The prediction accuracy rates obtained with the three machine learning approaches are promising because they are higher than 90 %. Again, and for the same reasons, antitumor class gives lower rates. However, the mispredicted cases in antitumor class (see Table 3) are not really incorrect. This is because these cases are predicted as antibiotic and toxin classes and as we mentioned above, in Norine, NRPs that are antitumors can also be antibiotics and toxins. This finding is also supported by the number of common monomers between antitumor, antibiotic and toxin classes (Table 4). We plan to study the data sets within each class and across classes to improve the predictions. For example, isolated peptides can be removed from the classes.

Table 3 Confusion matrix for different prediction models
Table 4 Percentages of common and specific monomers

In order to assess the true predictivity of any model it is necessary to have an independent data set (evaluation data set) against which the model predictions can be compared. The evaluation data sets are different from the training data sets used to build the model. This approach makes it possible for users to judge the robustness and predictivity of the model when making predictions. Therefore, we predict the activity of 5 peptides that are not yet included in Norine (see Table 5) and built an exhaustive evaluation set with 232 peptides that are in Norine but not in the initial data set as they have at least two known activities. The data sets and predictions obtained with LibLinear method are presented in Tables 5 and 6. The correct activity, described in source papers, is predicted for 4 out of the 5 new peptides. Orfamide A is an antibiotic predicted as toxin, but crosses between antibiotic and toxin predictions are also observed in our initial data set. The results obtained for the evaluation set are promising as we predict correctly one of the activities for 83 % among the 237 tested peptides. This rate is similar to the one found with the cross-validation done with the initial data set, even if the activities represented in this set are challenging because they are the ones with the higher rate of crossing (antibiotic, antitumor and toxin). The prediction results for the evaluation data set clearly show the usefulness and robustness of our approach.
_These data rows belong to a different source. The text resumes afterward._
use leptos::*;
use std::rc::Rc;

use crate::{
    application::{
        notifications::{self, NotificationKind},
        portfolio::{PortfolioStore, provide_portfolio, use_portfolio},
        price_feed::{start_price_poll, stop_all_polls},
        trade::{SubmitPhase, TradeSubmitter, parse_quantity},
    },
    domain::{
        logging::{LogComponent, get_logger},
        market::{FetchStatus, TradeRequest, TradeSide, load_catalog},
        session::SessionStore,
    },
    global_state::{
        ActiveView, active_view, catalog, catalog_loading, current_symbol, last_quote,
        notifications as toast_stack, quote_status,
    },
    infrastructure::{BrowserCredentials, TradingApiClient},
};

/// The event this terminal is built for.
pub const EVENT_NAME: &str = "Cisbosium 2025";

const CSS: &str = r#"
.trading-app {
    font-family: 'SF Pro Display', -apple-system, BlinkMacSystemFont, sans-serif;
    background: #0a0d1c;
    min-height: 100vh;
    color: white;
}

.login-screen {
    display: flex;
    min-height: 100vh;
    align-items: center;
    justify-content: center;
    gap: 60px;
    background: linear-gradient(180deg, #0a0d1c 0%, #131836 100%);
}

.login-brand h1 { font-size: 32px; margin-bottom: 8px; }
.login-brand p { color: #9aa3b5; max-width: 320px; }
.login-brand ul { margin-top: 16px; color: #c5cbd9; line-height: 1.8; list-style: none; }

.login-form {
    background: rgba(255, 255, 255, 0.04);
    border: 1px solid #2c3550;
    border-radius: 12px;
    padding: 32px;
    width: 320px;
    display: flex;
    flex-direction: column;
    gap: 14px;
}

.login-form input {
    background: #1a2138;
    border: 1px solid #2c3550;
    border-radius: 8px;
    color: white;
    padding: 10px 12px;
}

.form-error {
    background: rgba(127, 29, 29, 0.4);
    border: 1px solid #7f1d1d;
    border-radius: 8px;
    color: #fca5a5;
    font-size: 13px;
    padding: 8px 10px;
}

.primary-btn {
    background: linear-gradient(90deg, #2563eb, #4f46e5);
    border: none;
    border-radius: 8px;
    color: white;
    cursor: pointer;
    font-size: 15px;
    padding: 11px;
}
.primary-btn:disabled { opacity: 0.6; cursor: not-allowed; }

.shell { display: flex; height: 100vh; overflow: hidden; }

.side-nav {
    width: 64px;
    background: #11162a;
    border-right: 1px solid #1f2740;
    display: flex;
    flex-direction: column;
    align-items: center;
    padding: 18px 0;
    gap: 12px;
}

.nav-btn {
    background: transparent;
    border: none;
    border-radius: 8px;
    color: #8b93a7;
    cursor: pointer;
    font-size: 18px;
    height: 40px;
    width: 40px;
}
.nav-btn.active { background: #2563eb; color: white; }
.nav-btn.logout { margin-top: auto; }

.main-column { flex: 1; display: flex; flex-direction: column; overflow: hidden; }

.top-bar {
    border-bottom: 1px solid #1f2740;
    display: flex;
    align-items: center;
    gap: 10px;
    padding: 12px 20px;
}
.top-bar .full-name { color: #8b93a7; font-size: 13px; }

.market-layout { display: flex; flex: 1; overflow: hidden; }

.market-list {
    width: 260px;
    border-right: 1px solid #1f2740;
    display: flex;
    flex-direction: column;
    overflow-y: auto;
}
.market-list input {
    background: #1a2138;
    border: 1px solid #2c3550;
    border-radius: 8px;
    color: white;
    margin: 12px;
    padding: 8px 10px;
}
.market-list ul { list-style: none; }
.market-list li button {
    background: transparent;
    border: none;
    color: white;
    cursor: pointer;
    display: block;
    padding: 10px 16px;
    text-align: left;
    width: 100%;
}
.market-list li button:hover { background: #1a2138; }
.market-list .category { color: #8b93a7; font-size: 12px; }
.empty-note { color: #69718a; padding: 16px; text-align: center; }

.content-pane { flex: 1; overflow-y: auto; padding: 16px; display: flex; flex-direction: column; gap: 16px; }

.panel {
    background: #11162a;
    border: 1px solid #1f2740;
    border-radius: 10px;
    padding: 16px;
}
.panel h3 { margin-bottom: 12px; }

.quote-line { display: flex; align-items: center; gap: 8px; font-size: 20px; }
.quote-line .price { color: #4ade80; font-weight: 700; }
.status-dot { border-radius: 50%; display: inline-block; height: 8px; width: 8px; }
.status-dot.stale { background: #facc15; }
.status-dot.error { background: #f87171; }

.qty-row { display: flex; margin: 12px 0; }
.qty-row button {
    background: #2c3550;
    border: none;
    color: white;
    cursor: pointer;
    width: 36px;
}
.qty-row input {
    background: #1a2138;
    border: 1px solid #2c3550;
    color: white;
    padding: 8px;
    text-align: center;
    width: 80px;
}

.order-buttons { display: flex; flex-direction: column; gap: 8px; }
.buy-btn, .sell-btn {
    border: none;
    border-radius: 8px;
    color: white;
    cursor: pointer;
    padding: 10px;
}
.buy-btn { background: #16a34a; }
.sell-btn { background: #dc2626; }
.buy-btn:disabled, .sell-btn:disabled { background: #374151; cursor: not-allowed; }

.balance-card {
    background: #1a2138;
    border-radius: 8px;
    display: flex;
    justify-content: space-between;
    margin-bottom: 12px;
    padding: 10px 14px;
}
.balance-card .amount { color: #4ade80; font-weight: 600; }

.holdings-table { border-collapse: collapse; width: 100%; }
.holdings-table th, .holdings-table td {
    border-bottom: 1px solid #1f2740;
    padding: 8px 10px;
    text-align: left;
}
.holdings-table th:last-child, .holdings-table td:last-child { text-align: right; }

.event-page { overflow-y: auto; padding: 24px; }
.event-card {
    background: #11162a;
    border: 1px solid #1f2740;
    border-radius: 10px;
    margin-bottom: 14px;
    padding: 16px;
}
.event-card .coordinators { color: #8b93a7; font-size: 13px; margin-top: 6px; }

.toast-stack {
    display: flex;
    flex-direction: column;
    gap: 10px;
    position: fixed;
    right: 16px;
    top: 16px;
    width: 300px;
    z-index: 1000;
}
.toast {
    background: #1f2937;
    border: 1px solid #374151;
    border-radius: 10px;
    padding: 12px 14px;
    position: relative;
}
.toast.success { border-left: 4px solid #16a34a; }
.toast.error { border-left: 4px solid #dc2626; }
.toast .toast-title { font-weight: 700; margin-bottom: 4px; }
.toast .toast-grid { display: grid; font-size: 13px; gap: 2px 12px; grid-template-columns: auto 1fr; }
.toast .toast-grid .label { color: #9ca3af; }
.toast .dismiss {
    background: transparent;
    border: none;
    color: #9ca3af;
    cursor: pointer;
    position: absolute;
    right: 8px;
    top: 8px;
}
"#;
Table 5 Description and results for peptides that are not in Norine
Table 6 Results for evaluation data set extracted from Norine

To improve the results in both similarity search and activity prediction, we will work on the fingerprints. On one hand, determining clusters of monomers will reduce the numbers of elements in the fingerprints and increase the common elements between peptides. On the other hand, adding of structure information such as monomer neighborhood will increase the number of elements in the fingerprints and improve the discrimination between two NRPs with similar monomer compositions but different structures.

The results obtained show that monomer composition fingerprint provides an interesting alternative to the widely used atomic fingerprints for similarity-based searching and biological activity prediction of nonribosomal peptides. However, beside the good performance of MCFP, it is efficient compared to any other representation approach, since dealing with fingerprint calculation is faster and conduct at minimal computational cost.

Conclusion

In this paper, we present a new peptide fingerprint (MCFP) based on monomer composition of NRPs. Experiments with the Norine NRPs database, clearly show the usefulness and effectiveness of MCFP for similarity-based searching and biological activity prediction of nonribosomal peptides.